As we are all now experiencing ‘lockdown woes’, I decided I had time enough on my hands for it to be worthwhile for me to look again at my various bits of music management software. The Classical CD Ripper and Tagger scripts accordingly got a work-over: little tweaks to make each program work slightly more in ways that suit me than not! I use the Tagger program on a daily basis, so it’s important to me that it works efficiently, which I think it now does 🙂
I then tackled the Flac Checker script, which hadn’t been modified since October 2019. It has been in daily use since then, but the output was messy and that made it harder to spot corruption happening to my collection of digital music files than it should have been. I have accordingly re-worked the program so extensively that it’s now up to version 2.0. I am confident that I’ve improved the logging sufficiently that any corruption detected will be extremely obvious and easy to locate.

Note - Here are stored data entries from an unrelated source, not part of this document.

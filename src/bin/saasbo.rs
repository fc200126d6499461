//! SAAS-style high-dimensional Bayesian optimization demo
//!
//! Optimizes the 2-D Branin function embedded in a higher-dimensional unit
//! cube. A toy axis-aligned kernel surrogate with sparsity-inducing
//! relevance weights stands in for the fully Bayesian SAAS model (the real
//! model is an external collaborator); the registry supplies the
//! qExpectedImprovement inputs each round.
//!
//! # Usage
//!
//! ```bash
//! saasbo --dims 8 --iters 25 --seed 7
//! ```
//!
//! # References
//!
//! \[1\] Eriksson & Jankowiak (2021) - High-Dimensional Bayesian
//! Optimization with Sparse Axis-Aligned Subspaces

use std::f64::consts::PI;
use std::fs::File;
use std::io::BufWriter;
use std::path::PathBuf;
use std::process::ExitCode;

use clap::Parser;
use ndarray::{Array1, Array2, Axis};
use rand::rngs::StdRng;
use rand::{Rng, SeedableRng};
use serde::Serialize;

use adquirir::bundle::ArgValue;
use adquirir::constructors::ConstructionArgs;
use adquirir::data::TrainingData;
use adquirir::model::{Model, Posterior};
use adquirir::registry::{AcqfKind, ConstructorRegistry};

#[derive(Parser, Debug)]
#[command(name = "saasbo", about = "Sparsity-prior Bayesian optimization demo")]
struct Cli {
    /// Ambient dimensionality the 2-D Branin function is embedded in
    #[arg(long, default_value_t = 8)]
    dims: usize,

    /// Optimization rounds after the initial design
    #[arg(long, default_value_t = 25)]
    iters: usize,

    /// Size of the random initial design
    #[arg(long, default_value_t = 8)]
    init: usize,

    /// Candidate draws per acquisition maximization
    #[arg(long, default_value_t = 512)]
    candidates: usize,

    /// RNG seed
    #[arg(long, default_value_t = 0)]
    seed: u64,

    /// Write a JSON trace of the optimization rounds to this path
    #[arg(long)]
    out: Option<PathBuf>,
}

#[derive(Debug, Serialize)]
struct RoundRecord {
    round: usize,
    value: f64,
    best: f64,
}

/// Branin on its native domain; dimensions 0 and 1 of the unit cube are the
/// true dimensions, the rest are dummies.
fn branin_embedded(x: &Array1<f64>) -> f64 {
    let x0 = -5.0 + 15.0 * x[0];
    let x1 = 15.0 * x[1];
    let a = 1.0;
    let b = 5.1 / (4.0 * PI * PI);
    let c = 5.0 / PI;
    let r = 6.0;
    let s = 10.0;
    let t = 1.0 / (8.0 * PI);
    a * (x1 - b * x0 * x0 + c * x0 - r).powi(2) + s * (1.0 - t) * x0.cos() + s
}

/// Axis-aligned kernel surrogate with sparsity-shrunk relevance weights.
struct SparseKernelSurrogate {
    train_x: Array2<f64>,
    train_y: Array1<f64>,
    /// Per-dimension inverse lengthscales; irrelevant dimensions near zero.
    relevance: Array1<f64>,
}

impl SparseKernelSurrogate {
    /// Fit relevance weights from the absolute correlation between each
    /// dimension and the outcomes, shrinking weak dimensions toward zero.
    fn fit(train_x: Array2<f64>, train_y: Array1<f64>) -> Self {
        let n = train_x.nrows() as f64;
        let y_mean = train_y.mean().unwrap_or(0.0);
        let y_sd = (train_y.mapv(|v| (v - y_mean).powi(2)).sum() / n).sqrt();

        let mut relevance = Array1::zeros(train_x.ncols());
        for d in 0..train_x.ncols() {
            let col = train_x.column(d);
            let x_mean = col.mean().unwrap_or(0.0);
            let x_sd = (col.mapv(|v| (v - x_mean).powi(2)).sum() / n).sqrt();
            if x_sd < 1e-12 || y_sd < 1e-12 {
                continue;
            }
            let cov = col
                .iter()
                .zip(train_y.iter())
                .map(|(&xv, &yv)| (xv - x_mean) * (yv - y_mean))
                .sum::<f64>()
                / n;
            let corr = (cov / (x_sd * y_sd)).abs();
            // Soft-threshold: heavy shrinkage below 0.2, linear above.
            relevance[d] = if corr < 0.2 { corr * corr } else { corr };
        }

        Self {
            train_x,
            train_y,
            relevance,
        }
    }

    fn kernel(&self, a: &Array1<f64>, b: ndarray::ArrayView1<'_, f64>) -> f64 {
        let dist2 = a
            .iter()
            .zip(b.iter())
            .zip(self.relevance.iter())
            .map(|((&av, &bv), &rho)| (10.0 * rho * (av - bv)).powi(2))
            .sum::<f64>();
        (-0.5 * dist2).exp()
    }

    fn predict(&self, x: &Array1<f64>) -> (f64, f64) {
        let mut weight_sum = 0.0;
        let mut value_sum = 0.0;
        let mut nearest = 0.0f64;
        for (row, &y) in self.train_x.rows().into_iter().zip(self.train_y.iter()) {
            let k = self.kernel(x, row);
            weight_sum += k;
            value_sum += k * y;
            nearest = nearest.max(k);
        }
        let mean = if weight_sum > 1e-12 {
            value_sum / weight_sum
        } else {
            self.train_y.mean().unwrap_or(0.0)
        };
        // Crude epistemic proxy: uncertainty grows away from the data.
        let sd = (1.0 - nearest).max(1e-6);
        (mean, sd)
    }
}

impl Model for SparseKernelSurrogate {
    fn posterior(&self, x: &Array2<f64>) -> Posterior {
        let means: Vec<f64> = x
            .rows()
            .into_iter()
            .map(|row| self.predict(&row.to_owned()).0)
            .collect();
        Posterior {
            mean: Array1::from_vec(means).insert_axis(Axis(1)),
        }
    }
}

/// Standard normal CDF via the Abramowitz-Stegun erf approximation.
fn normal_cdf(z: f64) -> f64 {
    let t = 1.0 / (1.0 + 0.2316419 * z.abs());
    let poly = t
        * (0.319381530
            + t * (-0.356563782 + t * (1.781477937 + t * (-1.821255978 + t * 1.330274429))));
    let tail = (-(z * z) / 2.0).exp() / (2.0 * PI).sqrt() * poly;
    if z >= 0.0 {
        1.0 - tail
    } else {
        tail
    }
}

fn normal_pdf(z: f64) -> f64 {
    (-(z * z) / 2.0).exp() / (2.0 * PI).sqrt()
}

fn expected_improvement(mean: f64, sd: f64, best_f: f64) -> f64 {
    let z = (mean - best_f) / sd;
    (mean - best_f) * normal_cdf(z) + sd * normal_pdf(z)
}

fn run(cli: &Cli) -> adquirir::Result<Vec<RoundRecord>> {
    if cli.dims < 2 {
        return Err(adquirir::AcqError::UnsupportedConfiguration(
            "the embedded Branin function needs at least 2 dimensions".to_string(),
        ));
    }
    let mut rng = StdRng::seed_from_u64(cli.seed);
    let registry = ConstructorRegistry::with_defaults();

    // Random initial design on the unit cube; outcomes negated so the
    // best-f machinery's maximization convention minimizes Branin.
    let mut xs: Vec<Array1<f64>> = (0..cli.init.max(2))
        .map(|_| Array1::from_shape_fn(cli.dims, |_| rng.random::<f64>()))
        .collect();
    let mut ys: Vec<f64> = xs.iter().map(|x| -branin_embedded(x)).collect();
    let mut trace = Vec::with_capacity(cli.iters);

    for round in 0..cli.iters {
        let train_x = stack(&xs);
        let train_y = Array1::from_vec(ys.clone());
        let surrogate =
            SparseKernelSurrogate::fit(train_x.clone(), train_y.clone());

        let training_data = TrainingData::from_block_design(
            train_x,
            train_y.insert_axis(Axis(1)),
        )?;

        let constructor = registry.lookup(AcqfKind::QExpectedImprovement)?;
        let inputs = constructor(&ConstructionArgs::new(&surrogate, &training_data))?;
        let best_f = inputs
            .get("best_f")
            .and_then(ArgValue::as_float)
            .ok_or(adquirir::AcqError::MissingInput("best_f"))?;

        // Maximize EI over random candidates.
        let mut best_candidate = None;
        let mut best_ei = f64::NEG_INFINITY;
        for _ in 0..cli.candidates {
            let candidate = Array1::from_shape_fn(cli.dims, |_| rng.random::<f64>());
            let (mean, sd) = surrogate.predict(&candidate);
            let ei = expected_improvement(mean, sd, best_f);
            if ei > best_ei {
                best_ei = ei;
                best_candidate = Some(candidate);
            }
        }
        let candidate = best_candidate.ok_or_else(|| {
            adquirir::AcqError::UnsupportedConfiguration(
                "candidate count must be positive".to_string(),
            )
        })?;

        let value = branin_embedded(&candidate);
        xs.push(candidate);
        ys.push(-value);

        let best_so_far = ys.iter().copied().fold(f64::NEG_INFINITY, f64::max);
        println!(
            "round {:>3}: f(x) = {:>10.4}, best = {:>10.4}",
            round + 1,
            value,
            -best_so_far
        );
        trace.push(RoundRecord {
            round: round + 1,
            value,
            best: -best_so_far,
        });
    }

    Ok(trace)
}

fn stack(rows: &[Array1<f64>]) -> Array2<f64> {
    let dims = rows.first().map_or(0, |r| r.len());
    let mut out = Array2::zeros((rows.len(), dims));
    for (i, row) in rows.iter().enumerate() {
        out.row_mut(i).assign(row);
    }
    out
}

fn write_trace(path: &PathBuf, trace: &[RoundRecord]) -> std::io::Result<()> {
    let writer = BufWriter::new(File::create(path)?);
    serde_json::to_writer_pretty(writer, trace)?;
    Ok(())
}

fn main() -> ExitCode {
    let cli = Cli::parse();

    let trace = match run(&cli) {
        Ok(trace) => trace,
        Err(e) => {
            eprintln!("Error: {e}");
            return ExitCode::FAILURE;
        }
    };
    if let Some(path) = &cli.out {
        if let Err(e) = write_trace(path, &trace) {
            eprintln!("Error: failed to write {}: {e}", path.display());
            return ExitCode::FAILURE;
        }
    }
    ExitCode::SUCCESS
}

I don’t myself use Windows 10 these days in anything other than a virtual machine which I keep around, grudgingly, just ‘in case’. In case of what, I have yet to discover! But anyway: since it’s there and I’d like to re-use my music tools intended for Linux on it, I’ve re-worked the articles on getting Linux scripts to run on Windows via Cygwin. There’s a quick how-to for getting the Classical CD Tagger working on Windows 10 here, and a much more detailed work-through of the various steps here. Everything works as advertised, except (sadly) for the Classical CD Ripper. I don’t know whether I’ll ever get that working properly (and with EAC available for Windows, I’m not sure there’s a lot of point in doing so!)
The Mozart catalogue is still a little in limbo: the final polish to sections 7 and 8 (chamber and vocal works) has still to be applied. With the corona virus lockdown continuing for the foreseeable future, I expect to get on to finishing those sections up before too long!!